Exercise prompt:
The word "verifier" marks the lines to report; pull each of them from the listing.

[Start of Attachment]

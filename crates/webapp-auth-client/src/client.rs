//! Webapp-auth HTTP client implementation.

use reqwest::Client;
use std::time::Duration;

use crate::error::ClientError;
use crate::types::{ApiErrorResponse, AuthRequest, AuthResponse, HealthResponse, NormalizedIdentity};

/// Webapp-auth API client.
#[derive(Debug, Clone)]
pub struct AuthClient {
    client: Client,
    base_url: String,
}

impl AuthClient {
    /// Create a new client.
    ///
    /// # Arguments
    ///
    /// * `base_url` - Base URL of the service (e.g., `"http://webapp-auth:8080"`)
    ///
    /// # Errors
    ///
    /// Returns an error if the base URL is empty or the HTTP client cannot be built.
    pub fn new(base_url: impl Into<String>) -> Result<Self, ClientError> {
        Self::with_options(base_url, ClientOptions::default())
    }

    /// Create a new client with custom options.
    ///
    /// # Errors
    ///
    /// Returns an error if the base URL is empty or the HTTP client cannot be built.
    pub fn with_options(
        base_url: impl Into<String>,
        options: ClientOptions,
    ) -> Result<Self, ClientError> {
        let base_url = base_url.into().trim_end_matches('/').to_string();
        if base_url.is_empty() {
            return Err(ClientError::Configuration("base_url must not be empty".into()));
        }

        let client = Client::builder()
            .timeout(Duration::from_secs(options.timeout_seconds))
            .build()?;

        Ok(Self { client, base_url })
    }

    /// Verify init data and log the user in.
    ///
    /// # Errors
    ///
    /// Returns an error if the request fails or the server rejects the init data.
    pub async fn authenticate(&self, init_data: &str) -> Result<AuthResponse, ClientError> {
        let url = format!("{}/v1/auth/telegram", self.base_url);
        let request = AuthRequest {
            init_data: init_data.to_string(),
        };

        let response = self.client.post(&url).json(&request).send().await?;

        self.handle_response(response).await
    }

    /// Fetch the identity `init_data` authenticates as.
    ///
    /// # Errors
    ///
    /// Returns an error if the request fails or the server rejects the init data.
    pub async fn current_user(&self, init_data: &str) -> Result<NormalizedIdentity, ClientError> {
        let url = format!("{}/v1/users/me", self.base_url);

        let response = self
            .client
            .get(&url)
            .header("authorization", format!("tma {init_data}"))
            .send()
            .await?;

        self.handle_response(response).await
    }

    /// Check service health.
    ///
    /// # Errors
    ///
    /// Returns an error if the request fails or the service is unhealthy.
    pub async fn health(&self) -> Result<HealthResponse, ClientError> {
        let url = format!("{}/health", self.base_url);
        let response = self.client.get(&url).send().await?;
        self.handle_response(response).await
    }

    /// Handle API response and convert errors.
    async fn handle_response<T: serde::de::DeserializeOwned>(
        &self,
        response: reqwest::Response,
    ) -> Result<T, ClientError> {
        let status = response.status();
        let body = response.text().await?;

        if status.is_success() {
            return Ok(serde_json::from_str(&body)?);
        }

        match serde_json::from_str::<ApiErrorResponse>(&body) {
            Ok(api_error) => {
                tracing::debug!(
                    status = status.as_u16(),
                    code = %api_error.error.code,
                    "Request rejected"
                );
                Err(ClientError::Api {
                    code: api_error.error.code,
                    message: api_error.error.message,
                    status: status.as_u16(),
                })
            }
            Err(_) => Err(ClientError::Api {
                code: "unknown".to_string(),
                message: format!("HTTP {status}"),
                status: status.as_u16(),
            }),
        }
    }
}

/// Client options for customization.
#[derive(Debug, Clone)]
pub struct ClientOptions {
    /// Request timeout in seconds (default: 10).
    pub timeout_seconds: u64,
}

impl Default for ClientOptions {
    fn default() -> Self {
        Self {
            timeout_seconds: 10,
        }
    }
}
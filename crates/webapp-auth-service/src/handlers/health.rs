//! Liveness endpoint.

use std::sync::Arc;

use axum::extract::State;
use axum::Json;
use serde::Serialize;

use crate::state::AppState;

const SERVICE_NAME: &str = "webapp-auth";

/// Liveness report with the verification policy in force.
#[derive(Debug, Serialize)]
pub struct HealthResponse {
    /// Always `"ok"`.
    pub status: &'static str,
    /// Service name.
    pub service: &'static str,
    /// Crate version.
    pub version: &'static str,
    /// Oldest accepted init data, in seconds.
    pub max_age_seconds: u64,
    /// Whether init data without `auth_date` is rejected.
    pub require_auth_date: bool,
}

/// `GET /health`. The verifier is built before the router, so reaching this
/// handler means a bot token is loaded.
pub async fn health(State(state): State<Arc<AppState>>) -> Json<HealthResponse> {
    let policy = state.verifier.config();

    Json(HealthResponse {
        status: "ok",
        service: SERVICE_NAME,
        version: env!("CARGO_PKG_VERSION"),
        max_age_seconds: policy.max_age_seconds,
        require_auth_date: policy.require_auth_date,
    })
}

[End of Attachment]

Task result:
/// `GET /health`. The verifier is built before the router, so reaching this
    let policy = state.verifier.config();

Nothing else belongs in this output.